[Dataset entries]
use core::fmt;
use std::{ops::Deref, str::FromStr};

use color_eyre::{eyre::eyre, Report};
use serde::{Deserialize, Serialize};

/// Path segments below `/users` which are actions, not profiles
const RESERVED: &[&str] = &[
    "new",
    "login",
    "authenticate",
    "logout",
    "password_reset",
    "deliver_password",
    "banned",
    "recently_joined",
    "online",
    "admins",
    "xboxlive",
    "social",
    "top_posters",
    "trusted",
];

/// The public, unique name of an account
///
/// Usernames show up in profile URLs, so besides the usual checks they may
/// not contain slashes or collide with one of the listing routes.
#[derive(Clone, Debug, Serialize, Deserialize, PartialEq, Eq)]
#[serde(try_from = "String", into = "String")]
pub struct Username(String);

impl FromStr for Username {
    type Err = Report;

    fn from_str(s: &str) -> Result<Self, Self::Err> {
        if s.chars().any(|c| c.is_control()) {
            return Err(eyre!("can't contain control characters"));
        }
        let s = s.trim();
        if s.is_empty() {
            Err(eyre!("can't be empty"))
        } else if s.chars().count() > 40 {
            Err(eyre!("can't be longer than 40 characters"))
        } else if s.contains(['/', '?']) {
            Err(eyre!("can't contain slashes or question marks"))
        } else if RESERVED.iter().any(|r| r.eq_ignore_ascii_case(s)) {
            Err(eyre!("{s:?} is reserved"))
        } else {
            Ok(Self(s.into()))
        }
    }
}

impl TryFrom<String> for Username {
    type Error = Report;

    fn try_from(value: String) -> Result<Self, Self::Error> {
        value.parse()
    }
}

impl From<Username> for String {
    fn from(name: Username) -> Self {
        name.0
    }
}

impl Deref for Username {
    type Target = str;

    fn deref(&self) -> &Self::Target {
        &self.0
    }
}

impl AsRef<str> for Username {
    fn as_ref(&self) -> &str {
        &self.0
    }
}

impl fmt::Display for Username {
    fn fmt(&self, f: &mut fmt::Formatter<'_>) -> fmt::Result {
        f.write_str(&self.0)
    }
}
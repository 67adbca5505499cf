use std::{collections::VecDeque, error, fmt::Display, mem, path::Path};

use anyhow::{Context, Result};
use once_cell::sync::Lazy;
use regex::Regex;
use toolkit::{ModularValue, OpId, Operation, OperationTable};
use tracing::{debug, trace};

#[derive(Debug)]
pub enum Error {
    InvalidMonkeyText(String),
    InvalidOperation(toolkit::modular::Error),
    ZeroDivisor(usize),
    InvalidTarget { monkey_id: usize, target: usize },
    UnorderedMonkey { expect: usize, given: usize },
    WorryOverflow { monkey_id: usize, worry: u64 },
}

impl Display for Error {
    fn fmt(&self, f: &mut std::fmt::Formatter<'_>) -> std::fmt::Result {
        match self {
            Error::InvalidMonkeyText(s) => write!(f, "Invalid text for monkey:\n{}", s),
            Error::InvalidOperation(e) => write!(f, "Invalid operation of monkey, {}", e),
            Error::ZeroDivisor(id) => write!(f, "Monkey {} tests divisibility by zero.", id),
            Error::InvalidTarget { monkey_id, target } => write!(
                f,
                "Monkey {} throws to monkey {}, which doesn't exist.",
                monkey_id, target
            ),
            Error::UnorderedMonkey { expect, given } => {
                write!(f, "Expect monkey {} next, given monkey {}.", expect, given)
            }
            Error::WorryOverflow { monkey_id, worry } => write!(
                f,
                "Worry level({}) overflows when inspected by monkey {}.",
                worry, monkey_id
            ),
        }
    }
}

impl error::Error for Error {}

#[derive(Debug, Clone)]
pub struct Monkey {
    id: usize,
    items: Vec<u64>,
    operation: Operation,
    divisor: u64,
    if_true: usize,
    if_false: usize,
}

impl TryFrom<&str> for Monkey {
    type Error = Error;

    fn try_from(value: &str) -> std::result::Result<Self, Self::Error> {
        static MONKEY_PATTERN: Lazy<Regex> = Lazy::new(|| {
            Regex::new(
                r"^Monkey (\d+):\s*\n\s*Starting items:([\d, ]*)\n\s*Operation: ([^\n]+)\n\s*Test: divisible by (\d+)\s*\n\s*If true: throw to monkey (\d+)\s*\n\s*If false: throw to monkey (\d+)$",
            )
            .unwrap()
        });

        let invalid = || Error::InvalidMonkeyText(value.to_string());
        let caps = MONKEY_PATTERN.captures(value.trim()).ok_or_else(invalid)?;
        let number = |ind: usize| caps[ind].parse::<u64>().map_err(|_| invalid());
        let index = |ind: usize| caps[ind].parse::<usize>().map_err(|_| invalid());

        let id = index(1)?;
        let items = caps[2]
            .split(',')
            .map(str::trim)
            .filter(|s| !s.is_empty())
            .map(|s| s.parse::<u64>().map_err(|_| invalid()))
            .collect::<Result<Vec<_>, _>>()?;
        let operation = caps[3]
            .trim()
            .parse::<Operation>()
            .map_err(Error::InvalidOperation)?;
        let divisor = number(4)?;
        if divisor == 0 {
            return Err(Error::ZeroDivisor(id));
        }

        Ok(Self {
            id,
            items,
            operation,
            divisor,
            if_true: index(5)?,
            if_false: index(6)?,
        })
    }
}

impl Monkey {
    fn target(&self, divisible: bool) -> usize {
        if divisible {
            self.if_true
        } else {
            self.if_false
        }
    }
}

/// Product of the two largest inspection counts.
pub fn monkey_business(inspections: &[u64]) -> u64 {
    let mut counts = inspections.to_vec();
    counts.sort_unstable_by(|a, b| b.cmp(a));
    counts.iter().take(2).product()
}

/// Inspection counts after `round_n` rounds in which worry is divided by 3 after every inspection.
pub fn relieved_inspections(monkeys: &[Monkey], round_n: usize) -> Result<Vec<u64>, Error> {
    let mut queues = monkeys
        .iter()
        .map(|m| VecDeque::from(m.items.clone()))
        .collect::<Vec<_>>();
    let mut inspections = vec![0; monkeys.len()];
    for round in 0..round_n {
        for monkey in monkeys {
            while let Some(worry) = queues[monkey.id].pop_front() {
                inspections[monkey.id] += 1;
                let worry = monkey
                    .operation
                    .apply_exact(worry)
                    .ok_or(Error::WorryOverflow {
                        monkey_id: monkey.id,
                        worry,
                    })?
                    / 3;
                queues[monkey.target(worry % monkey.divisor == 0)].push_back(worry);
            }
        }
        trace!("Inspections after round {}: {:?}", round + 1, inspections);
    }

    Ok(inspections)
}

/// Inspection counts after `round_n` rounds without relief.
///
/// Worry levels are kept as operation histories and only evaluated modulo the divisor of
/// the monkey testing them.
pub fn anxious_inspections(monkeys: &[Monkey], round_n: usize) -> Vec<u64> {
    let mut table = OperationTable::new();
    let op_ids = monkeys
        .iter()
        .map(|m| table.intern(m.operation))
        .collect::<Vec<OpId>>();
    debug!(
        "{} distinct operation(s) among {} monkeys",
        table.len(),
        monkeys.len()
    );

    let mut held = monkeys
        .iter()
        .map(|m| {
            m.items
                .iter()
                .map(|worry| ModularValue::new(*worry))
                .collect::<Vec<_>>()
        })
        .collect::<Vec<_>>();
    let mut inspections = vec![0; monkeys.len()];
    for round in 0..round_n {
        for monkey in monkeys {
            let items = mem::take(&mut held[monkey.id]);
            inspections[monkey.id] += items.len() as u64;
            for mut value in items {
                value.record(op_ids[monkey.id]);
                let residue = value.evaluate_cached(&table, monkey.divisor);
                held[monkey.target(residue == 0)].push(value);
            }
        }
        if (round + 1) % 1000 == 0 {
            trace!("Inspections after round {}: {:?}", round + 1, inspections);
        }
    }

    inspections
}

fn check_monkeys(monkeys: &[Monkey]) -> Result<(), Error> {
    for (ind, monkey) in monkeys.iter().enumerate() {
        if monkey.id != ind {
            return Err(Error::UnorderedMonkey {
                expect: ind,
                given: monkey.id,
            });
        }
        for target in [monkey.if_true, monkey.if_false] {
            if target >= monkeys.len() || target == monkey.id {
                return Err(Error::InvalidTarget {
                    monkey_id: monkey.id,
                    target,
                });
            }
        }
    }

    Ok(())
}

pub fn read_monkeys<P: AsRef<Path>>(path: P) -> Result<Vec<Monkey>> {
    let monkeys = toolkit::input::read_records(&path)?
        .iter()
        .map(|record| {
            Monkey::try_from(record.join("\n").as_str()).with_context(|| {
                format!(
                    "Failed to read monkey from given file({}).",
                    path.as_ref().display()
                )
            })
        })
        .collect::<Result<Vec<_>>>()?;
    check_monkeys(&monkeys)?;
    for monkey in &monkeys {
        debug!(
            "Monkey {}: items {:?}, {}, divisible by {} ? {} : {}",
            monkey.id,
            monkey.items,
            monkey.operation,
            monkey.divisor,
            monkey.if_true,
            monkey.if_false
        );
    }

    Ok(monkeys)
}

pub fn part_one(input_path: &Path) -> Result<u64> {
    let monkeys = read_monkeys(input_path)?;
    Ok(monkey_business(&relieved_inspections(&monkeys, 20)?))
}

pub fn part_two(input_path: &Path) -> Result<u64> {
    let monkeys = read_monkeys(input_path)?;
    Ok(monkey_business(&anxious_inspections(&monkeys, 10000)))
}
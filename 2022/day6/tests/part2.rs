use assert_cmd::Command;
use predicates::prelude::predicate::str;

#[test]
fn part2_output_right_answer() {
    let mut cmd = Command::cargo_bin("day6").unwrap();
    cmd.arg("inputs_example.txt").arg("two");

    cmd.assert().success().stdout(str::diff("19\n23\n23\n"));
}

* [Exercise goal]:
Up to and including the line with "impl FromStr for", transcribe the entries above exactly, starting from their first line.

* [Task solution]:
use core::fmt;
use std::{ops::Deref, str::FromStr};

use color_eyre::{eyre::eyre, Report};
use serde::{Deserialize, Serialize};

/// Path segments below `/users` which are actions, not profiles
const RESERVED: &[&str] = &[
    "new",
    "login",
    "authenticate",
    "logout",
    "password_reset",
    "deliver_password",
    "banned",
    "recently_joined",
    "online",
    "admins",
    "xboxlive",
    "social",
    "top_posters",
    "trusted",
];

/// The public, unique name of an account
///
/// Usernames show up in profile URLs, so besides the usual checks they may
/// not contain slashes or collide with one of the listing routes.
#[derive(Clone, Debug, Serialize, Deserialize, PartialEq, Eq)]
#[serde(try_from = "String", into = "String")]
pub struct Username(String);

impl FromStr for Username {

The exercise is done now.